Carolina Shores racial composition
| Race | Number | Percentage |
|---|---|---|
| White (non-Hispanic) | 4,196 | 91.46% |
| Black or African American (non-Hispanic) | 93 | 2.03% |
| Native American | 11 | 0.24% |
| Asian | 26 | 0.57% |
| Pacific Islander | 1 | 0.02% |
| Other/Mixed | 138 | 3.01% |
| Hispanic or Latino | 123 | 2.68% |

As of the 2020 census, Carolina Shores had a population of 4,588. The median age was 66.0 years. 7.4% of residents were under the age of 18 and 53.5% of residents were 65 years of age or older. For every 100 females, there were 85.4 males, and for every 100 females age 18 and over there were 84.3 males age 18 and over.

100.0% of residents lived in urban areas, while 0.0% lived in rural areas.

There were 2,331 households in Carolina Shores, of which 9.4% had children under the age of 18 living in them.
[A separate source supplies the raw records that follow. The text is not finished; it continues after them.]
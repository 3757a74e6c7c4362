//! Destination address parsing.
//!
//! Accepts `user[:password]@host[:port][:remotePath]`. The port defaults to
//! 22 when absent. A second host fragment made only of digits is a port,
//! anything else is the remote path (scp-style, relative paths are resolved
//! against the remote home later).

use std::fmt;
use thiserror::Error;

/// Port used when the address does not name one.
pub const DEFAULT_PORT: u16 = 22;

#[derive(Debug, Error, PartialEq, Eq)]
pub enum AddressError {
    #[error("malformed address, expected user@host: {0}")]
    MissingSeparator(String),

    #[error("empty user name in address: {0}")]
    EmptyUser(String),

    #[error("empty host in address: {0}")]
    EmptyHost(String),

    #[error("invalid port: {0}")]
    InvalidPort(String),
}

/// A parsed destination.
#[derive(Clone, PartialEq, Eq)]
pub struct RemoteAddress {
    pub user: String,
    pub password: Option<String>,
    pub host: String,
    pub port: u16,
    /// Remote directory to mirror into, if the address named one
    pub path: Option<String>,
}

// Keep the password out of logs.
impl fmt::Debug for RemoteAddress {
    fn fmt(&self, f: &mut fmt::Formatter<'_>) -> fmt::Result {
        f.debug_struct("RemoteAddress")
            .field("user", &self.user)
            .field("password", &self.password.as_ref().map(|_| "***"))
            .field("host", &self.host)
            .field("port", &self.port)
            .field("path", &self.path)
            .finish()
    }
}

impl fmt::Display for RemoteAddress {
    fn fmt(&self, f: &mut fmt::Formatter<'_>) -> fmt::Result {
        write!(f, "{}@{}:{}", self.user, self.host, self.port)?;
        if let Some(path) = &self.path {
            write!(f, ":{}", path)?;
        }
        Ok(())
    }
}

impl RemoteAddress {
    /// Parse an address string.
    pub fn parse(s: &str) -> Result<Self, AddressError> {
        // Passwords may contain '@', the host part never does.
        let (credentials, location) = s
            .rsplit_once('@')
            .ok_or_else(|| AddressError::MissingSeparator(s.to_string()))?;

        let (user, password) = match credentials.split_once(':') {
            Some((user, pass)) => (user, Some(pass.to_string())),
            None => (credentials, None),
        };
        if user.is_empty() {
            return Err(AddressError::EmptyUser(s.to_string()));
        }

        let mut fragments = location.splitn(3, ':');
        let host = fragments.next().unwrap_or_default();
        if host.is_empty() {
            return Err(AddressError::EmptyHost(s.to_string()));
        }

        let mut port = DEFAULT_PORT;
        let mut path = None;
        match (fragments.next(), fragments.next()) {
            (None, _) => {}
            (Some(second), None) => {
                if is_port_fragment(second) {
                    port = parse_port(second)?;
                } else if !second.is_empty() {
                    path = Some(second.to_string());
                }
            }
            (Some(second), Some(third)) => {
                port = parse_port(second)?;
                if !third.is_empty() {
                    path = Some(third.to_string());
                }
            }
        }

        Ok(Self {
            user: user.to_string(),
            password: password.filter(|p| !p.is_empty()),
            host: host.to_string(),
            port,
            path,
        })
    }
}

fn is_port_fragment(fragment: &str) -> bool {
    !fragment.is_empty() && fragment.bytes().all(|b| b.is_ascii_digit())
}

/// An empty fragment (`host::path`) means the default port.
fn parse_port(fragment: &str) -> Result<u16, AddressError> {
    if fragment.is_empty() {
        return Ok(DEFAULT_PORT);
    }
    match fragment.parse::<u16>() {
        Ok(0) | Err(_) => Err(AddressError::InvalidPort(fragment.to_string())),
        Ok(port) => Ok(port),
    }
}

#[cfg(test)]
mod tests {
    use super::*;

    #[test]
    fn test_user_and_host_only() {
        let addr = RemoteAddress::parse("alice@example.com").unwrap();
        assert_eq!(addr.user, "alice");
        assert_eq!(addr.password, None);
        assert_eq!(addr.host, "example.com");
        assert_eq!(addr.port, 22);
        assert_eq!(addr.path, None);
    }

    #[test]
    fn test_password_port_and_path() {
        let addr = RemoteAddress::parse("bob:s3:cr@t@10.0.0.2:2222:/srv/app").unwrap();
        assert_eq!(addr.user, "bob");
        assert_eq!(addr.password.as_deref(), Some("s3:cr@t"));
        assert_eq!(addr.host, "10.0.0.2");
        assert_eq!(addr.port, 2222);
        assert_eq!(addr.path.as_deref(), Some("/srv/app"));
    }

    #[test]
    fn test_path_without_port() {
        let addr = RemoteAddress::parse("carol@box:projects/site").unwrap();
        assert_eq!(addr.port, 22);
        assert_eq!(addr.path.as_deref(), Some("projects/site"));
    }

    #[test]
    fn test_empty_port_uses_default() {
        let addr = RemoteAddress::parse("frank@host::/srv").unwrap();
        assert_eq!(addr.port, DEFAULT_PORT);
        assert_eq!(addr.path.as_deref(), Some("/srv"));
    }

    #[test]
    fn test_malformed_addresses() {
        assert!(matches!(
            RemoteAddress::parse("example.com"),
            Err(AddressError::MissingSeparator(_))
        ));
        assert!(matches!(
            RemoteAddress::parse("@example.com"),
            Err(AddressError::EmptyUser(_))
        ));
        assert!(matches!(
            RemoteAddress::parse("dave@"),
            Err(AddressError::EmptyHost(_))
        ));
        assert_eq!(
            RemoteAddress::parse("dave@host:99999"),
            Err(AddressError::InvalidPort("99999".to_string()))
        );
        assert_eq!(
            RemoteAddress::parse("dave@host:ssh:/tmp"),
            Err(AddressError::InvalidPort("ssh".to_string()))
        );
    }

    #[test]
    fn test_debug_hides_password() {
        let addr = RemoteAddress::parse("erin:hunter2@host").unwrap();
        let debug = format!("{:?}", addr);
        assert!(!debug.contains("hunter2"));
        assert_eq!(addr.to_string(), "erin@host:22");
    }
}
Of all households, 57.7% were married-couple households, 12.1% were households with a male householder and no spouse or partner present, and 25.1% were households with a female householder and no spouse or partner present. About 28.3% of all households were made up of individuals and 20.7% had someone living alone who was 65 years of age or older.

There were 2,767 housing units, of which 15.8% were vacant. The homeowner vacancy rate was 2.5% and the rental vacancy rate was 2.6%.

===2000 census===
As of the census of 2000, there were 1,482 people, 766 households, and 593 families residing in the town. The population density was 1,073.8 PD/sqmi. There were 838 housing units at an average density of 607.2 /sqmi. The racial makeup of the town was 99.33% White, 0.40% African American, 0.27% from other races. Hispanic or Latino of any race were 0.54% of the population.
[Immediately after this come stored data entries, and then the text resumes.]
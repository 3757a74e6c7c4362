//! Recursive directory watcher producing canonical watch events.
//!
//! Uses notify's recommended backend. Raw notify events are normalized into
//! `WatchEvent`s: hidden entries and directory-only events are dropped, and a
//! directory that appears inside the tree is expanded into one Create per
//! file already inside it.
//!
//! Renames are reported as a Remove of the old path followed by a Create of
//! the new one. Backends that do pair both halves (inotify's `Both`) are
//! ignored in favour of the halves, so every platform sees the same shape.

use mirror_core::{SyncRoot, WatchEvent};
use notify::event::{CreateKind, ModifyKind, RemoveKind, RenameMode};
use notify::{EventKind, RecommendedWatcher, RecursiveMode, Watcher};
use std::path::{Path, PathBuf};
use thiserror::Error;
use tokio::sync::mpsc;
use tracing::{debug, error};

#[derive(Debug, Error)]
pub enum WatchError {
    #[error("failed to watch {}: {source}", .path.display())]
    Watch {
        path: PathBuf,
        #[source]
        source: notify::Error,
    },
}

/// Watcher over the local sync root.
pub struct DirWatcher {
    /// Watcher handle (must keep alive)
    _watcher: RecommendedWatcher,
    /// Receiver for normalized events
    event_rx: mpsc::UnboundedReceiver<WatchEvent>,
}

impl DirWatcher {
    /// Start watching the local root recursively.
    ///
    /// Events start queueing immediately, so anything that changes while the
    /// initial sync walks the tree is delivered afterwards.
    pub fn new(root: SyncRoot) -> Result<Self, WatchError> {
        let (event_tx, event_rx) = mpsc::unbounded_channel();
        let callback_root = root.clone();
        let watch_error = |source| WatchError::Watch {
            path: root.local().to_path_buf(),
            source,
        };

        let mut watcher = notify::recommended_watcher(
            move |result: Result<notify::Event, notify::Error>| match result {
                Ok(event) => {
                    for watch_event in translate(&event, &callback_root) {
                        debug!("Watch event: {:?}", watch_event);
                        if event_tx.send(watch_event).is_err() {
                            // Receiver dropped
                            return;
                        }
                    }
                }
                Err(e) => {
                    error!("File watcher error: {}", e);
                }
            },
        )
        .map_err(watch_error)?;

        watcher
            .watch(root.local(), RecursiveMode::Recursive)
            .map_err(watch_error)?;

        Ok(Self {
            _watcher: watcher,
            event_rx,
        })
    }

    /// Get the receiver for watch events.
    pub fn event_rx(&mut self) -> &mut mpsc::UnboundedReceiver<WatchEvent> {
        &mut self.event_rx
    }
}

/// Normalize one notify event.
pub fn translate(event: &notify::Event, root: &SyncRoot) -> Vec<WatchEvent> {
    let mut out = Vec::new();
    let paths = event.paths.iter().filter(|p| is_tracked(p, root));

    match &event.kind {
        EventKind::Create(CreateKind::Folder) => {
            for path in paths {
                expand_dir(path, root, &mut out);
            }
        }
        EventKind::Create(_) | EventKind::Modify(ModifyKind::Name(RenameMode::To)) => {
            for path in paths {
                appeared(path, root, &mut out);
            }
        }
        EventKind::Modify(ModifyKind::Name(RenameMode::From)) => {
            out.extend(paths.map(WatchEvent::remove));
        }
        EventKind::Modify(ModifyKind::Name(RenameMode::Both)) => {}
        EventKind::Modify(ModifyKind::Name(_)) => {
            // Unpaired rename: decide by whether the path is still there
            for path in paths {
                if path.exists() {
                    appeared(path, root, &mut out);
                } else {
                    out.push(WatchEvent::remove(path));
                }
            }
        }
        EventKind::Modify(ModifyKind::Metadata(_)) => {}
        EventKind::Modify(_) => {
            out.extend(paths.filter(|p| p.is_file()).map(WatchEvent::write));
        }
        EventKind::Remove(RemoveKind::Folder) => {}
        EventKind::Remove(_) => {
            out.extend(paths.map(WatchEvent::remove));
        }
        EventKind::Access(_) | EventKind::Any | EventKind::Other => {}
    }
    out
}

fn is_tracked(path: &Path, root: &SyncRoot) -> bool {
    path != root.local() && path.starts_with(root.local()) && !root.is_hidden(path)
}

fn appeared(path: &Path, root: &SyncRoot, out: &mut Vec<WatchEvent>) {
    if path.is_dir() {
        expand_dir(path, root, out);
    } else {
        out.push(WatchEvent::create(path));
    }
}

/// One Create per file already inside a new directory.
fn expand_dir(dir: &Path, root: &SyncRoot, out: &mut Vec<WatchEvent>) {
    out.extend(root.walk_files(dir).into_iter().map(WatchEvent::create));
}

#[cfg(test)]
mod tests {
    use super::*;
    use notify::Event;
    use tempfile::TempDir;

    fn setup() -> (TempDir, SyncRoot) {
        let dir = TempDir::new().unwrap();
        let local = dir.path().canonicalize().unwrap();
        (dir, SyncRoot::new(local, "/remote"))
    }

    #[test]
    fn test_create_and_write() {
        let (_dir, root) = setup();
        let file = root.local().join("a.txt");
        std::fs::write(&file, b"a").unwrap();

        let created = translate(
            &Event::new(EventKind::Create(CreateKind::File)).add_path(file.clone()),
            &root,
        );
        assert_eq!(created, vec![WatchEvent::create(&file)]);

        let written = translate(
            &Event::new(EventKind::Modify(ModifyKind::Any)).add_path(file.clone()),
            &root,
        );
        assert_eq!(written, vec![WatchEvent::write(&file)]);
    }

    #[test]
    fn test_hidden_paths_are_dropped() {
        let (_dir, root) = setup();
        let hidden = root.local().join(".git/index");
        std::fs::create_dir_all(hidden.parent().unwrap()).unwrap();
        std::fs::write(&hidden, b"x").unwrap();

        let events = translate(
            &Event::new(EventKind::Modify(ModifyKind::Any)).add_path(hidden),
            &root,
        );
        assert!(events.is_empty());
    }

    #[test]
    fn test_directory_events_are_dropped() {
        let (_dir, root) = setup();
        let sub = root.local().join("sub");
        std::fs::create_dir(&sub).unwrap();

        let modified = translate(
            &Event::new(EventKind::Modify(ModifyKind::Any)).add_path(sub.clone()),
            &root,
        );
        assert!(modified.is_empty());

        let removed = translate(
            &Event::new(EventKind::Remove(RemoveKind::Folder)).add_path(sub),
            &root,
        );
        assert!(removed.is_empty());
    }

    #[test]
    fn test_new_directory_expands_to_files() {
        let (_dir, root) = setup();
        let sub = root.local().join("sub");
        std::fs::create_dir_all(sub.join("deep")).unwrap();
        std::fs::write(sub.join("one.txt"), b"1").unwrap();
        std::fs::write(sub.join("deep/two.txt"), b"2").unwrap();
        std::fs::write(sub.join(".skip"), b"s").unwrap();

        let events = translate(
            &Event::new(EventKind::Create(CreateKind::Folder)).add_path(sub.clone()),
            &root,
        );
        assert_eq!(
            events,
            vec![
                WatchEvent::create(sub.join("deep/two.txt")),
                WatchEvent::create(sub.join("one.txt")),
            ]
        );
    }

    #[test]
    fn test_rename_halves() {
        let (_dir, root) = setup();
        let old = root.local().join("old.txt");
        let new = root.local().join("new.txt");
        std::fs::write(&new, b"n").unwrap();

        let from = translate(
            &Event::new(EventKind::Modify(ModifyKind::Name(RenameMode::From))).add_path(old.clone()),
            &root,
        );
        assert_eq!(from, vec![WatchEvent::remove(&old)]);

        let to = translate(
            &Event::new(EventKind::Modify(ModifyKind::Name(RenameMode::To))).add_path(new.clone()),
            &root,
        );
        assert_eq!(to, vec![WatchEvent::create(&new)]);

        let both = translate(
            &Event::new(EventKind::Modify(ModifyKind::Name(RenameMode::Both)))
                .add_path(old.clone())
                .add_path(new.clone()),
            &root,
        );
        assert!(both.is_empty());
    }

    #[test]
    fn test_unpaired_rename_checks_existence() {
        let (_dir, root) = setup();
        let gone = root.local().join("gone.txt");
        let here = root.local().join("here.txt");
        std::fs::write(&here, b"h").unwrap();

        let events = translate(
            &Event::new(EventKind::Modify(ModifyKind::Name(RenameMode::Any)))
                .add_path(gone.clone())
                .add_path(here.clone()),
            &root,
        );
        assert_eq!(events, vec![WatchEvent::remove(&gone), WatchEvent::create(&here)]);
    }

    #[test]
    fn test_paths_outside_root_are_dropped() {
        let (_dir, root) = setup();
        let events = translate(
            &Event::new(EventKind::Remove(RemoveKind::File)).add_path(PathBuf::from("/elsewhere/x")),
            &root,
        );
        assert!(events.is_empty());
    }
}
There were 766 households, out of which 4.0% had children under the age of 18 living with them, 74.5% were married couples living together, 2.0% had a female householder with no husband present, and 22.5% were non-families. 20.5% of all households were made up of individuals, and 14.9% had someone living alone who was 65 years of age or older. The average household size was 1.93 and the average family size was 2.17.
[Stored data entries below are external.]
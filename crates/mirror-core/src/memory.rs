//! In-memory remote host for testing.
//!
//! Implements `RemoteTransport` by interpreting the handful of commands the
//! engine issues (`mkdir -p`, `rm -rf`, `scp -qt`) against an in-memory tree.
//! Sessions run on their own tasks and talk over in-process pipes, so the
//! byte-level scp exchange is exercised exactly as it would be over ssh.

use crate::transport::{
    RemoteSession, RemoteTransport, Result, SessionReader, SessionRequest, SessionWriter,
    TransportError,
};
use async_trait::async_trait;
use std::collections::{BTreeMap, BTreeSet, HashSet};
use std::sync::{Arc, Mutex};
use tokio::io::{AsyncBufReadExt, AsyncReadExt, AsyncWriteExt, BufReader, DuplexStream};
use tokio::sync::{oneshot, watch};

const PIPE_CAPACITY: usize = 64 * 1024;

#[derive(Debug, Clone)]
struct RemoteFile {
    mode: u32,
    content: Vec<u8>,
}

#[derive(Debug, Default)]
struct RemoteState {
    files: BTreeMap<String, RemoteFile>,
    dirs: BTreeSet<String>,
    failing: HashSet<String>,
    commands: Vec<String>,
    closed: bool,
}

impl RemoteState {
    fn add_dir_all(&mut self, dir: &str) -> bool {
        let mut current = String::new();
        for part in dir.split('/').filter(|p| !p.is_empty()) {
            current.push('/');
            current.push_str(part);
            if self.files.contains_key(&current) {
                return false;
            }
            self.dirs.insert(current.clone());
        }
        true
    }

    fn remove_all(&mut self, path: &str) {
        let prefix = format!("{}/", path.trim_end_matches('/'));
        self.files.retain(|p, _| p != path && !p.starts_with(&prefix));
        self.dirs.retain(|d| d != path && !d.starts_with(&prefix));
    }
}

/// Fake remote host. Wrap it in an `Arc` to share with an engine.
pub struct InMemoryRemote {
    state: Arc<Mutex<RemoteState>>,
    shutdown: watch::Sender<bool>,
}

impl InMemoryRemote {
    pub fn new() -> Self {
        let mut state = RemoteState::default();
        state.dirs.insert("/".to_string());
        let (shutdown, _) = watch::channel(false);
        Self {
            state: Arc::new(Mutex::new(state)),
            shutdown,
        }
    }

    fn lock(&self) -> std::sync::MutexGuard<'_, RemoteState> {
        self.state.lock().unwrap()
    }

    /// Create a directory (and parents) directly.
    pub fn add_dir(&self, dir: &str) {
        self.lock().add_dir_all(dir);
    }

    pub fn read(&self, path: &str) -> Option<Vec<u8>> {
        self.lock().files.get(path).map(|f| f.content.clone())
    }

    pub fn mode(&self, path: &str) -> Option<u32> {
        self.lock().files.get(path).map(|f| f.mode)
    }

    pub fn is_dir(&self, path: &str) -> bool {
        self.lock().dirs.contains(path)
    }

    /// All file paths, sorted.
    pub fn files(&self) -> Vec<String> {
        self.lock().files.keys().cloned().collect()
    }

    /// Every command line executed so far, in order.
    pub fn commands(&self) -> Vec<String> {
        self.lock().commands.clone()
    }

    /// Make every push to `path` fail with a permission error.
    pub fn fail_pushes_to(&self, path: &str) {
        self.lock().failing.insert(path.to_string());
    }

    pub fn is_closed(&self) -> bool {
        self.lock().closed
    }
}

impl Default for InMemoryRemote {
    fn default() -> Self {
        Self::new()
    }
}

#[async_trait]
impl RemoteTransport for InMemoryRemote {
    async fn open_session(&self, request: SessionRequest) -> Result<Box<dyn RemoteSession>> {
        // Shells get no command line; they echo their input
        let command = match request {
            SessionRequest::Exec(command) => Some(command),
            SessionRequest::Shell(_) => None,
        };

        {
            let mut state = self.lock();
            if state.closed {
                return Err(TransportError::Closed);
            }
            if let Some(command) = &command {
                state.commands.push(command.clone());
            }
        }

        let (client_stdin, remote_stdin) = tokio::io::duplex(PIPE_CAPACITY);
        let (remote_stdout, client_stdout) = tokio::io::duplex(PIPE_CAPACITY);
        let (remote_stderr, client_stderr) = tokio::io::duplex(PIPE_CAPACITY);
        let (exit_tx, exit_rx) = oneshot::channel();

        let state = Arc::clone(&self.state);
        let mut shutdown = self.shutdown.subscribe();
        tokio::spawn(async move {
            let run = async move {
                match command {
                    Some(command) => {
                        interpret(state, command, remote_stdin, remote_stdout, remote_stderr).await
                    }
                    None => echo_shell(remote_stdin, remote_stdout).await,
                }
            };
            tokio::select! {
                status = run => {
                    let _ = exit_tx.send(status);
                }
                _ = shutdown.wait_for(|closed| *closed) => {
                    // exit_tx drops: the session observes a closed transport
                }
            }
        });

        Ok(Box::new(InMemorySession {
            stdin: Some(Box::new(client_stdin)),
            stdout: Some(Box::new(client_stdout)),
            stderr: Some(Box::new(client_stderr)),
            exit: Some(exit_rx),
        }))
    }

    async fn close(&self) -> Result<()> {
        self.lock().closed = true;
        self.shutdown.send_replace(true);
        Ok(())
    }
}

struct InMemorySession {
    stdin: Option<SessionWriter>,
    stdout: Option<SessionReader>,
    stderr: Option<SessionReader>,
    exit: Option<oneshot::Receiver<i32>>,
}

#[async_trait]
impl RemoteSession for InMemorySession {
    fn take_stdin(&mut self) -> Option<SessionWriter> {
        self.stdin.take()
    }

    fn take_stdout(&mut self) -> Option<SessionReader> {
        self.stdout.take()
    }

    fn take_stderr(&mut self) -> Option<SessionReader> {
        self.stderr.take()
    }

    async fn wait(&mut self) -> Result<i32> {
        let exit = self
            .exit
            .take()
            .ok_or_else(|| TransportError::Session("session already waited on".into()))?;
        exit.await.map_err(|_| TransportError::Closed)
    }
}

async fn interpret(
    state: Arc<Mutex<RemoteState>>,
    command: String,
    stdin: DuplexStream,
    mut stdout: DuplexStream,
    mut stderr: DuplexStream,
) -> i32 {
    let words = match shell_words::split(&command) {
        Ok(words) => words,
        Err(e) => {
            let _ = stderr.write_all(format!("sh: {}\n", e).as_bytes()).await;
            return 2;
        }
    };
    let args: Vec<&str> = words.iter().map(String::as_str).collect();

    match args.as_slice() {
        ["mkdir", "-p", dirs @ ..] if !dirs.is_empty() => {
            let failed = {
                let mut state = state.lock().unwrap();
                dirs.iter().find(|dir| !state.add_dir_all(dir)).map(|d| d.to_string())
            };
            match failed {
                Some(dir) => {
                    let msg = format!("mkdir: cannot create directory '{}': File exists\n", dir);
                    let _ = stderr.write_all(msg.as_bytes()).await;
                    1
                }
                None => 0,
            }
        }
        ["rm", "-rf", paths @ ..] => {
            let mut state = state.lock().unwrap();
            for path in paths {
                state.remove_all(path);
            }
            0
        }
        ["scp", "-qt", dir] => scp_sink(&state, dir, stdin, &mut stdout).await,
        [program, ..] => {
            let msg = format!("sh: {}: command not found\n", program);
            let _ = stderr.write_all(msg.as_bytes()).await;
            127
        }
        [] => 0,
    }
}

/// Interactive shell stand-in: echoes input until it closes.
async fn echo_shell(mut stdin: DuplexStream, mut stdout: DuplexStream) -> i32 {
    match tokio::io::copy(&mut stdin, &mut stdout).await {
        Ok(_) => 0,
        Err(_) => 1,
    }
}

/// Receiving end of the scp protocol, one or more `C` records.
async fn scp_sink(
    state: &Arc<Mutex<RemoteState>>,
    dir: &str,
    stdin: DuplexStream,
    stdout: &mut DuplexStream,
) -> i32 {
    let dir_exists = state.lock().unwrap().dirs.contains(dir);
    if !dir_exists {
        let msg = format!("\x01scp: {}: No such file or directory\n", dir);
        let _ = stdout.write_all(msg.as_bytes()).await;
        return 1;
    }
    let _ = stdout.write_all(&[0]).await;

    let mut reader = BufReader::new(stdin);
    loop {
        let mut line = Vec::new();
        match reader.read_until(b'\n', &mut line).await {
            Ok(0) => return 0,
            Ok(_) => {}
            Err(_) => return 1,
        }

        let Some((mode, size, name)) = parse_record(&line) else {
            let _ = stdout.write_all(b"\x02scp: protocol error: bad record\n").await;
            return 1;
        };
        let _ = stdout.write_all(&[0]).await;

        let mut body = vec![0u8; size];
        let mut terminator = [0u8; 1];
        let complete = reader.read_exact(&mut body).await.is_ok()
            && reader.read_exact(&mut terminator).await.is_ok()
            && terminator[0] == 0;
        if !complete {
            let _ = stdout
                .write_all(b"\x02scp: protocol error: unexpected end of input\n")
                .await;
            return 1;
        }

        let target = if dir.ends_with('/') {
            format!("{}{}", dir, name)
        } else {
            format!("{}/{}", dir, name)
        };
        let stored = {
            let mut state = state.lock().unwrap();
            if state.failing.contains(&target) {
                false
            } else {
                state.files.insert(target.clone(), RemoteFile { mode, content: body });
                true
            }
        };
        if !stored {
            let msg = format!("\x01scp: {}: Permission denied\n", target);
            let _ = stdout.write_all(msg.as_bytes()).await;
            return 1;
        }
        let _ = stdout.write_all(&[0]).await;
    }
}

fn parse_record(line: &[u8]) -> Option<(u32, usize, String)> {
    let line = std::str::from_utf8(line).ok()?.strip_suffix('\n')?;
    let rest = line.strip_prefix('C')?;
    let mut parts = rest.splitn(3, ' ');
    let mode = parts.next()?;
    if mode.len() != 4 {
        return None;
    }
    let mode = u32::from_str_radix(mode, 8).ok()?;
    let size = parts.next()?.parse().ok()?;
    let name = parts.next()?;
    if name.is_empty() || name.contains('/') {
        return None;
    }
    Some((mode, size, name.to_string()))
}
In the town, the population was spread out, with 3.9% under the age of 18, 1.6% from 18 to 24, 6.0% from 25 to 44, 29.4% from 45 to 64, and 59.1% who were 65 years of age or older. The median age was 68 years. For every 100 females, there were 90.7 males. For every 100 females age 18 and over, there were 88.1 males.

The median income for a household in the town was $43,933, and the median income for a family was $48,527. Males had a median income of $34,167 versus $24,250 for females. The per capita income for the town was $27,093. About 2.8% of families and 4.9% of the population were below the poverty line, including 18.8% of those under age 18 and 1.2% of those age 65 or over.